Germany in 18th place at 7-a-side World Cup in South Africa


PHilipp Gleitze ran off. 40 meters to go. In full sprint he picked up the ball. He kept running. Ten more meters. five more Not much was missing and the German rugby international would have decided the game with the last stoppage-time action. Five yards to try to win the first World Cup game against Chile, until the round of 16 against South Africa. Instead, a Chilean defender flew in from behind, grabbed Gleitze's legs and brought him down. No try. Renewal. And there defeat by a kick through the bars.

Rugby 7s is a fast-paced sport. A sport with turns every second. Above all, it is a sport where very small moments can have very big consequences. As was the case with Germany's first appearance at the World Cup, where the missed victory on Friday in the knockout match with Chile meant that the German team did not play the hosts in a fiery atmosphere on the same evening. Instead: consolation round. The tournament of the first round losers for 17th place. Early on Saturday morning the first match of the day was against Portugal. Only a few hundred spectators had already entered the imposing arena of Cape Town lost.

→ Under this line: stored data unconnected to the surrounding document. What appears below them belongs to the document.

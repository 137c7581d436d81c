use chrono::{NaiveDate, Utc};

use crate::config::EngineConfig;
use crate::countdown::{CountdownState, CountdownStatus, CountdownTimer, TickOutcome};
use crate::error::{ConfigError, EngineError, RejectReason, StoreError};
use crate::outcome::{Outcome, OutcomeEngine, SpinDraw};
use crate::progression::{self, ProgressionEvent};
use crate::runtime::EngineEvent;
use crate::scheduler::{Scheduler, TimerHandle};
use crate::session::{SessionPhase, SessionState};
use crate::stats::{SessionRecord, Stats};
use crate::store::StatsStore;

/// Returned when an hour is drawn; the result commits once `ticket` settles.
#[derive(Debug, Clone, Copy, PartialEq)]
pub struct SpinStarted {
    pub ticket: u64,
    pub hour: u32,
    pub draw: SpinDraw,
}

#[derive(Debug)]
pub struct HourResolution {
    pub outcome: Outcome,
    /// The hour that was just committed.
    pub hour: u32,
    /// Session state right after the commit.
    pub session: SessionState,
    /// Present when this was the final hour.
    pub finish: Option<SessionFinish>,
}

#[derive(Debug)]
pub struct SessionFinish {
    pub record: SessionRecord,
    pub full: bool,
    pub events: Vec<ProgressionEvent>,
    /// Stats are correct in memory even when this is set; only the write failed.
    pub persist_warning: Option<StoreError>,
}

#[derive(Debug)]
pub enum EngineNotice {
    HourResolved(HourResolution),
    CountdownExpired,
}

#[derive(Debug, Clone, Copy)]
struct PendingResolution {
    ticket: u64,
    draw: SpinDraw,
    handle: TimerHandle,
}

/// Runs one session at a time and keeps the lifetime ledger.
///
/// Phases go `Idle -> Active -> AwaitingResolution -> Active ... -> Complete -> Idle`,
/// with `end_session_early` available from `Active`. Nothing else mutates the
/// lifetime [`Stats`].
///
/// Single-writer: every method takes `&mut self`, and scheduled callbacks come
/// back through [`SessionController::handle_event`] on the owning thread. Share
/// across threads only behind a mutex.
pub struct SessionController<St: StatsStore, Sc: Scheduler> {
    config: EngineConfig,
    stats: Stats,
    store: St,
    scheduler: Sc,
    engine: OutcomeEngine,
    timer: CountdownTimer,
    session: Option<SessionState>,
    phase: SessionPhase,
    pending: Option<PendingResolution>,
    next_ticket: u64,
}

impl<St: StatsStore, Sc: Scheduler> SessionController<St, Sc> {
    /// Loads lifetime stats from `store`; unreadable data starts from defaults.
    pub fn new(config: EngineConfig, store: St, scheduler: Sc) -> Result<Self, ConfigError> {
        config.validate()?;
        let mut stats = store.load();
        // stored exp past the level threshold is paid out before play
        let pending_levels = progression::apply_level_ups(&mut stats);
        tracing::debug!(
            pending_levels = pending_levels.len(),
            level = stats.level,
            total_study_hours = stats.total_study_hours,
            total_game_hours = stats.total_game_hours,
            "loaded lifetime stats"
        );

        Ok(Self {
            timer: CountdownTimer::new(config.hour_secs, config.tick_interval()),
            config,
            stats,
            store,
            scheduler,
            engine: OutcomeEngine::new(),
            session: None,
            phase: SessionPhase::Idle,
            pending: None,
            next_ticket: 0,
        })
    }

    /// Swap the random source, e.g. for a seeded engine.
    pub fn with_engine(mut self, engine: OutcomeEngine) -> Self {
        self.engine = engine;
        self
    }

    pub fn config(&self) -> &EngineConfig {
        &self.config
    }

    pub fn phase(&self) -> SessionPhase {
        self.phase
    }

    pub fn stats(&self) -> &Stats {
        &self.stats
    }

    pub fn session_state(&self) -> Option<&SessionState> {
        self.session.as_ref()
    }

    pub fn store(&self) -> &St {
        &self.store
    }

    pub fn scheduler(&self) -> &Sc {
        &self.scheduler
    }

    pub fn scheduler_mut(&mut self) -> &mut Sc {
        &mut self.scheduler
    }

    pub fn start(
        &mut self,
        total_hours: i32,
        desired_game_hours: i32,
    ) -> Result<SessionState, EngineError> {
        if self.phase != SessionPhase::Idle {
            return Err(RejectReason::SessionAlreadyActive.into());
        }

        let session = SessionState::new(total_hours, desired_game_hours)?;
        tracing::info!(
            total_hours = session.total_hours,
            desired_game_hours = session.desired_game_hours,
            probability_game = session.probability_game,
            "session started"
        );

        self.session = Some(session.clone());
        self.phase = SessionPhase::Active;
        Ok(session)
    }

    /// Draw the current hour. The tally commits after the settling delay, when
    /// the scheduled [`EngineEvent::ResolutionSettled`] is handed back.
    pub fn resolve_hour(&mut self) -> Result<SpinStarted, EngineError> {
        match self.phase {
            SessionPhase::Active => {}
            SessionPhase::AwaitingResolution => {
                return Err(RejectReason::ResolutionInFlight.into());
            }
            SessionPhase::Idle | SessionPhase::Complete => {
                return Err(RejectReason::NoActiveSession.into());
            }
        }
        let Some(session) = self.session.as_ref() else {
            return Err(RejectReason::NoActiveSession.into());
        };

        let draw = self.engine.spin(session.probability_game);
        let hour = session.current_hour;

        self.next_ticket += 1;
        let ticket = self.next_ticket;
        let handle = self.scheduler.schedule_once(
            self.config.resolution_delay(),
            EngineEvent::ResolutionSettled { ticket },
        );

        self.pending = Some(PendingResolution {
            ticket,
            draw,
            handle,
        });
        self.phase = SessionPhase::AwaitingResolution;
        tracing::debug!(hour, ticket, outcome = %draw.outcome, "hour drawn");

        Ok(SpinStarted { ticket, hour, draw })
    }

    /// Commit the drawn hour for `ticket`.
    pub fn settle_resolution(&mut self, ticket: u64) -> Result<HourResolution, EngineError> {
        if self.phase != SessionPhase::AwaitingResolution {
            return Err(RejectReason::NoPendingResolution.into());
        }
        let pending = match self.pending {
            Some(pending) if pending.ticket == ticket => pending,
            Some(_) => return Err(RejectReason::StaleResolution.into()),
            None => return Err(RejectReason::NoPendingResolution.into()),
        };
        let Some(mut session) = self.session.take() else {
            return Err(RejectReason::NoActiveSession.into());
        };

        self.pending = None;
        self.scheduler.cancel(pending.handle);

        let outcome = pending.draw.outcome;
        let hour = session.current_hour;
        session.commit(outcome);
        self.timer.reset(&mut self.scheduler);
        tracing::info!(
            hour,
            total_hours = session.total_hours,
            outcome = %outcome,
            "hour resolved"
        );

        if session.is_final_hour() {
            self.phase = SessionPhase::Complete;
            let snapshot = session.clone();
            let finish = self.end_session(session, true);
            return Ok(HourResolution {
                outcome,
                hour,
                session: snapshot,
                finish: Some(finish),
            });
        }

        session.current_hour += 1;
        let snapshot = session.clone();
        self.session = Some(session);
        self.phase = SessionPhase::Active;

        Ok(HourResolution {
            outcome,
            hour,
            session: snapshot,
            finish: None,
        })
    }

    /// Stop before the last hour. Only valid between resolutions.
    pub fn end_session_early(&mut self) -> Result<SessionFinish, EngineError> {
        match self.phase {
            SessionPhase::Active => {}
            SessionPhase::AwaitingResolution => {
                return Err(RejectReason::ResolutionInFlight.into());
            }
            SessionPhase::Idle | SessionPhase::Complete => {
                return Err(RejectReason::NoActiveSession.into());
            }
        }
        let Some(session) = self.session.take() else {
            return Err(RejectReason::NoActiveSession.into());
        };

        Ok(self.end_session(session, false))
    }

    fn end_session(&mut self, session: SessionState, full: bool) -> SessionFinish {
        let record = session.record(today());

        if record.total_hours() > 0 {
            self.stats.session_history.push(record.clone());
        }
        let stats = &mut self.stats;
        stats.total_study_hours = stats.total_study_hours.saturating_add(record.study_hours);
        stats.total_game_hours = stats.total_game_hours.saturating_add(record.game_hours);
        if full {
            stats.total_sessions_completed = stats.total_sessions_completed.saturating_add(1);
        }

        let mut events = Vec::new();
        if record.study_hours > 0 {
            events.extend(progression::award_experience(
                &mut self.stats,
                record.study_hours,
            ));
        }
        events.extend(progression::record_performance(&mut self.stats, &record));

        let persist_warning = self.persist();

        self.session = None;
        self.phase = SessionPhase::Idle;
        tracing::info!(
            full,
            study_hours = record.study_hours,
            game_hours = record.game_hours,
            level = self.stats.level,
            "session finished"
        );

        SessionFinish {
            record,
            full,
            events,
            persist_warning,
        }
    }

    fn persist(&self) -> Option<StoreError> {
        match self.store.save(&self.stats) {
            Ok(()) => None,
            Err(err) => {
                tracing::warn!(error = %err, "failed to persist stats; in-memory stats kept");
                Some(err)
            }
        }
    }

    /// Wipe lifetime stats. The caller is responsible for confirming first.
    ///
    /// In-memory stats are reset even when clearing storage fails.
    pub fn reset_stats(&mut self) -> Result<Stats, StoreError> {
        self.stats = Stats::default();
        tracing::info!("lifetime stats reset");
        match self.store.clear() {
            Ok(()) => Ok(self.stats.clone()),
            Err(err) => {
                tracing::warn!(error = %err, "failed to clear stored stats");
                Err(err)
            }
        }
    }

    pub fn countdown(&self) -> CountdownState {
        self.timer.state()
    }

    pub fn countdown_status(&self) -> CountdownStatus {
        self.timer.status()
    }

    pub fn timer_start(&mut self) -> CountdownState {
        self.timer.start(&mut self.scheduler)
    }

    pub fn timer_pause(&mut self) -> CountdownState {
        self.timer.pause(&mut self.scheduler)
    }

    pub fn timer_reset(&mut self) -> CountdownState {
        self.timer.reset(&mut self.scheduler)
    }

    pub fn on_countdown_tick(&mut self, generation: u64) -> TickOutcome {
        self.timer.on_tick(&mut self.scheduler, generation)
    }

    /// Feed a scheduled event back in.
    pub fn handle_event(&mut self, event: EngineEvent) -> Result<Option<EngineNotice>, EngineError> {
        match event {
            EngineEvent::ResolutionSettled { ticket } => self
                .settle_resolution(ticket)
                .map(|resolution| Some(EngineNotice::HourResolved(resolution))),
            EngineEvent::CountdownTick { generation } => match self.on_countdown_tick(generation) {
                TickOutcome::Expired => Ok(Some(EngineNotice::CountdownExpired)),
                TickOutcome::Ticked { .. } | TickOutcome::Ignored => Ok(None),
            },
        }
    }
}

fn today() -> NaiveDate {
    Utc::now().date_naive()
}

Rugby 7s is a brutal sport. And that doesn't even mean the physical toughness in competition. The old saying about hooligan sports played by gentlemen also applies here. But it is always painful to experience how mercilessly mistakes are punished in this Olympic rugby variant.

Especially at the World Cup, where every single match is a knockout game. The Germans had a relatively comfortable 12-0 lead against Chile at half-time, but then went about their work twice with over-motivation. Two time penalties were the result. Two men outnumbered for less than two minutes. With seven against seven and only seven minutes per half, that can hardly be compensated for. The momentum changed and Chile saved themselves in overtime.